Should college athletes get payed ?
Yes they should went paid
Collegiate athletes lay it all on the line when they compete. Just like their professional counterparts, they play the game with heart and soul. Why, then, are they not given monetary compensation in return for all the blood, sweat and tears they shed for their school?
According to “Let’s start paying college athletes” by Joe Nocera of The New York Times, the 15 highest-paid NCAA football coaches made $53.4 million; meanwhile, the 13,877 Division I players made $0.
I realize that for those coaches, this is their career, and they are not serving double duty as students. But for those players, every practice, scrimmage and game requires an immense amount of time and a significant amount of risk.

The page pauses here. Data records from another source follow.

use thiserror::Error;

/// Errors that can occur while constructing a [`Client`](crate::Client).
///
/// All of them are fatal: no client handle is produced. An initialization
/// timeout is not an error, it yields a not-ready client instead.
#[derive(Debug, Error)]
pub enum Error {
    /// The configured site code is empty or blank.
    #[error("site code is empty")]
    EmptySiteCode,

    /// The configured visitor code fails the service's validity rules.
    /// Carries the offending value.
    #[error("visitor code '{0}' is not valid")]
    InvalidVisitorCode(String),

    /// Any other construction failure, usually it should never happen.
    #[error("unexpected initialization error: {0}")]
    Initialization(anyhow::Error),
}
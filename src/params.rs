//! Host-application settings with a save-on-mutate persistence contract.
//!
//! The flag client never reads or writes these; they belong to the host and
//! are persisted through whatever [`ParamsStore`] the host supplies.

use std::collections::HashMap;
use std::io::ErrorKind;
use std::path::PathBuf;
use std::sync::Arc;

use anyhow::Result;
use serde::{Deserialize, Serialize};
use serde_with::skip_serializing_none;
use tracing::{event, Level};

/// User-facing settings record. Created with defaults at startup, mutated by
/// the UI through [`Params`], persisted on every mutation.
#[skip_serializing_none]
#[derive(Debug, Clone, PartialEq, Serialize, Deserialize)]
#[serde(rename_all = "camelCase", default)]
pub struct UserParams {
    /// Visitor code override chosen by the user, if any.
    pub visitor_code: Option<String>,
    /// Whether the user consented to experiment tracking.
    pub consent: bool,
    /// Environment tier the app runs against.
    pub tier: String,
    pub custom: HashMap<String, String>,
}

impl Default for UserParams {
    fn default() -> Self {
        Self {
            visitor_code: None,
            consent: false,
            tier: "production".to_string(),
            custom: HashMap::new(),
        }
    }
}

/// Durable storage for [`UserParams`]. Implementations decide the medium
/// (file, key-value store, etc).
pub trait ParamsStore: Send + Sync {
    /// Returns the stored record, or `None` when nothing was saved yet.
    fn load(&self) -> Result<Option<UserParams>>;
    fn save(&self, params: &UserParams) -> Result<()>;
}

/// [`ParamsStore`] backed by a pretty-printed JSON file.
pub struct JsonFileStore {
    path: PathBuf,
}

impl JsonFileStore {
    pub fn new(path: impl Into<PathBuf>) -> Self {
        Self { path: path.into() }
    }
}

impl ParamsStore for JsonFileStore {
    fn load(&self) -> Result<Option<UserParams>> {
        match std::fs::read(&self.path) {
            Ok(bytes) => Ok(Some(serde_json::from_slice(&bytes)?)),
            Err(err) if err.kind() == ErrorKind::NotFound => Ok(None),
            Err(err) => Err(err.into()),
        }
    }

    fn save(&self, params: &UserParams) -> Result<()> {
        if let Some(parent) = self.path.parent() {
            std::fs::create_dir_all(parent)?;
        }
        let json = serde_json::to_vec_pretty(params)?;
        std::fs::write(&self.path, json)?;
        Ok(())
    }
}

/// Owns the current [`UserParams`] and writes through the store on every
/// mutation. A failed save is logged at error level and never panics, the
/// in-memory value stays authoritative.
pub struct Params {
    current: UserParams,
    store: Arc<dyn ParamsStore>,
}

impl Params {
    /// Loads the stored record, falling back to defaults when nothing was
    /// saved yet or the store fails to read.
    pub fn new(store: Arc<dyn ParamsStore>) -> Self {
        let current = match store.load() {
            Ok(Some(params)) => params,
            Ok(None) => UserParams::default(),
            Err(err) => {
                event!(Level::ERROR, "failed to load user params: {:#}", err);
                UserParams::default()
            }
        };
        Self { current, store }
    }

    pub fn get(&self) -> &UserParams {
        &self.current
    }

    pub fn set_visitor_code(&mut self, visitor_code: Option<String>) {
        self.current.visitor_code = visitor_code;
        self.persist();
    }

    pub fn set_consent(&mut self, consent: bool) {
        self.current.consent = consent;
        self.persist();
    }

    pub fn set_tier(&mut self, tier: impl Into<String>) {
        self.current.tier = tier.into();
        self.persist();
    }

    pub fn set_custom(&mut self, key: impl Into<String>, value: impl Into<String>) {
        self.current.custom.insert(key.into(), value.into());
        self.persist();
    }

    /// Applies an arbitrary mutation and persists the result once.
    pub fn update(&mut self, f: impl FnOnce(&mut UserParams)) {
        f(&mut self.current);
        self.persist();
    }

    fn persist(&self) {
        if let Err(err) = self.store.save(&self.current) {
            event!(Level::ERROR, "failed to save user params: {:#}", err);
        }
    }
}
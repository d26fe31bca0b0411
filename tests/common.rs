use std::sync::Arc;

use httptest::{matchers::request, responders::json_encoded, Expectation, Server};
use serde_json::json;

use flagsync::{models::ClientConfig, Client};

pub const SITE_CODE: &str = "demo-site";

pub fn expect_fetch_flags(server: &Server) {
    server.expect(
        Expectation::matching(request::method_path("GET", "/sites/demo-site/flags"))
            .times(..)
            .respond_with(json_encoded(json!({
                "siteCode": "demo-site",
                "visitorCode": "generated-visitor",
                "flags": {
                    "new_checkout": true,
                    "banner_text": "hello",
                    "legacy_checkout": false,
                }
            }))),
    );
}

pub fn client_config(server: &Server) -> ClientConfig {
    ClientConfig::new(SITE_CODE)
        .with_init_timeout_millis(2000)
        .with_base_url(format!("http://{}", server.addr()))
}

pub fn create_client(server: &Server) -> Arc<Client> {
    Client::initialize(client_config(server)).expect("should be able to create the flag client")
}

I’m not calling for giving college athletes the ability to sign endorsement contracts and other high-profile financial benefits, but why not at least pay them for playing?
A large amount of time for a college athlete goes into his or her respective sport, an average of 50 hours a week, according to Nocera. That equates to more than a full-time job, which I’m sure if you asked an athlete, that’s exactly what playing a sport is.
This type of a proposal could pay athletes anywhere from $300-$1000 per game based on time played per game. Since most players do not play more than 30 minutes a game, a player could be paid on a per-minute of competition basis. At a rate of $20 per minute a player could net $600 for a game and approximately $6000-$7,000 per season.
If the average NCAA college football player in Division One spends over 40 hours a week on their game, then they are working the same amount as those in full-time employment do. These hours are distributed over training sessions, games, travel and other required sessions that student athletes must attend in order to remain on the team and keep their full scholarship.
But, college athletes are not required to simply play sports 40 hours a week. Their schedule also includes a full-time college schedule that they must maintain if they want to stay in the school and continue playing college sports. If a student has 10 hours of class each week and puts in the recommended four hours of study for each hour of class, then athletes spend 50 hours each week studying and attending mandatory classes and study halls.
This means that college athletes have to work 90 hours per week just to remain in school on their scholarship. This is the equivalent to working two full-time jobs with a side job on the weekends just to pay their bills.For NCAA executives, administrators and support staff who start feeling the burn around hour 42, they should remember that their student athletes’ jobs are not only intellectually demanding but brings them to the limits of their physical endurance as well.